The results indicate a significant interaction between PH and both Vitronectin and the positive control relative to the negative control. Interaction between PH and Vitronectin were estimated in real-time using bio-layer interferometry to have an affinity of 2.2 micromolar. Furthermore, bacterial lacking expression of PH on the cell surface exhibited reduced adherence to Vitronectin-coated glass surfaces in comparison to wild type cells.
In addition, the presence of Vitronectin on the surface of epithelial cells significantly enhanced the adherence of Hif. To estimate the complement inhibiting activity of Vitronectin, serum-mediated killing was examined. Wild type Hif cells exhibited higher serum resistance than mutant cells.

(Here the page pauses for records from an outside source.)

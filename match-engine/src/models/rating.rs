use chrono::{DateTime, Utc};
use serde::{Deserialize, Serialize};

use super::timestamp;

pub const MIN_SCORE: u8 = 1;
pub const MAX_SCORE: u8 = 5;

#[derive(Debug, Clone, Copy, PartialEq, Eq, Serialize, Deserialize)]
pub struct RatingScores {
    pub punctuality: u8,
    pub skills: u8,
    pub behavior: u8,
    pub teamwork: u8,
}

impl RatingScores {
    pub fn all(&self) -> [u8; 4] {
        [self.punctuality, self.skills, self.behavior, self.teamwork]
    }

    pub fn in_range(&self) -> bool {
        self.all()
            .iter()
            .all(|s| (MIN_SCORE..=MAX_SCORE).contains(s))
    }

    pub fn average(&self) -> f64 {
        self.all().iter().map(|s| *s as f64).sum::<f64>() / 4.0
    }
}

#[derive(Debug, Clone, Serialize, Deserialize)]
#[serde(rename_all = "camelCase")]
pub struct Rating {
    pub id: String,
    pub rated_by: String,
    pub rated_player: String,
    pub match_id: String,
    #[serde(flatten)]
    pub scores: RatingScores,
    pub average_rating: f64,
    #[serde(with = "timestamp")]
    pub created_at: DateTime<Utc>,
}

#[derive(Debug, Clone, Deserialize)]
#[serde(rename_all = "camelCase")]
pub struct SubmitRatingRequest {
    pub rated_player_id: String,
    #[serde(flatten)]
    pub scores: RatingScores,
}

/// Running mean after folding one more rating average into `(rating, count)`.
pub fn fold_rating(rating: f64, count: u32, average: f64) -> (f64, u32) {
    if count == 0 {
        (average, 1)
    } else {
        (
            (rating * count as f64 + average) / (count as f64 + 1.0),
            count + 1,
        )
    }
}

#[derive(Debug, Clone, Copy, Serialize)]
#[serde(rename_all = "camelCase")]
pub struct RatingSummary {
    pub rating: f64,
    pub rating_count: u32,
}
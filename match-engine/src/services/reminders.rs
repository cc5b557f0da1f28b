use std::time::Duration;

use chrono::{DateTime, Utc};
use serde::Serialize;
use serde_json::json;

use super::Context;
use crate::error::WorkflowResult;
use crate::models::{format_instant, Match, MatchStatus, OutgoingNotification};
use crate::store::{self, Order, Query, MATCHES};

#[derive(Debug, Clone, Copy, Default, PartialEq, Eq, Serialize)]
#[serde(rename_all = "camelCase")]
pub struct SweepReport {
    pub reminders: usize,
    pub rating_requests: usize,
}

/// Periodic pass that sends match reminders and post-match rating requests.
#[derive(Clone)]
pub struct ReminderSweep {
    ctx: Context,
}

impl ReminderSweep {
    pub fn new(ctx: Context) -> Self {
        Self { ctx }
    }

    pub async fn sweep(&self, now: DateTime<Utc>) -> WorkflowResult<SweepReport> {
        let docs = self
            .ctx
            .store
            .query(MATCHES, &Query::new().order_by("dateTime", Order::Asc))
            .await?;

        let mut report = SweepReport::default();
        for doc in docs {
            let (doc_id, version) = (doc.id.clone(), doc.version);
            let m: Match = match store::from_document(doc) {
                Ok(m) => m,
                Err(e) => {
                    tracing::warn!(match_id = %doc_id, error = %e, "skipping undecodable match");
                    continue;
                }
            };
            let status = m.status(now);

            if status != MatchStatus::Completed
                && m.reminder_sent_at.is_none()
                && m.date_time - now <= self.ctx.settings.reminder_lead
            {
                if self.stamp(&m.id, version, "reminderSentAt", now).await? {
                    let date_time = format!("{} {}", m.date, m.time);
                    for user_id in recipients(&m) {
                        self.ctx.outbox.enqueue(OutgoingNotification::match_reminder(
                            user_id, &m.id, &m.location, &date_time, now,
                        ));
                        report.reminders += 1;
                    }
                }
                continue;
            }

            if status == MatchStatus::Completed
                && !m.participants.is_empty()
                && m.rating_request_sent_at.is_none()
                && self.stamp(&m.id, version, "ratingRequestSentAt", now).await?
            {
                for user_id in &m.participants {
                    self.ctx.outbox.enqueue(OutgoingNotification::rating_request(
                        user_id, &m.id, &m.location, now,
                    ));
                    report.rating_requests += 1;
                }
            }
        }

        if report != SweepReport::default() {
            tracing::info!(
                reminders = report.reminders,
                rating_requests = report.rating_requests,
                "reminder sweep queued notifications"
            );
        }
        Ok(report)
    }

    /// Claims a send by stamping `field`; a concurrent sweep that loses the
    /// race sends nothing.
    async fn stamp(
        &self,
        match_id: &str,
        version: i64,
        field: &str,
        now: DateTime<Utc>,
    ) -> WorkflowResult<bool> {
        let claimed = self
            .ctx
            .store
            .update_if_version(
                MATCHES,
                match_id,
                version,
                json!({ field: format_instant(now) }),
            )
            .await?;
        if !claimed {
            tracing::debug!(
                match_id,
                field,
                "match changed during sweep, leaving it for the next pass"
            );
        }
        Ok(claimed)
    }

    /// Sweeps every `every` until the task is dropped.
    pub async fn run(self, every: Duration) {
        let mut ticker = tokio::time::interval(every);
        ticker.set_missed_tick_behavior(tokio::time::MissedTickBehavior::Delay);
        loop {
            ticker.tick().await;
            if let Err(e) = self.sweep(self.ctx.clock.now()).await {
                tracing::error!("reminder sweep failed: {e}");
            }
        }
    }
}

/// Creator first, then participants, without repeats.
fn recipients(m: &Match) -> Vec<&str> {
    let mut out = vec![m.created_by.as_str()];
    for p in &m.participants {
        if !out.contains(&p.as_str()) {
            out.push(p.as_str());
        }
    }
    out
}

No bacteria were killed in the presence of heat-inactivated serum. Interestingly, wild type Hif exhibited reduced survival in Vitronectin-depleted serum and replenishment of Vitronectin increased bacterial survival. However, the mutant strain did not respond to Vitronectin depletion because it could not recruit Vitronectin to the cell surface.
Once mastered, this technique it can be done in three to four days for any pathogen and remember to use the fresh culture of the bacterial pathogens. After watching this video, you should have good understanding on how to analyze the Vitronectin binding to a pathogen. In addition to this technique, Vitronectin binding surface proteins of bacteria can be identified by using proteomics and western blotting.
This technique is important for the researchers in the field of host-pathogen interaction and also to explore the mechanism of virulence in bacteria.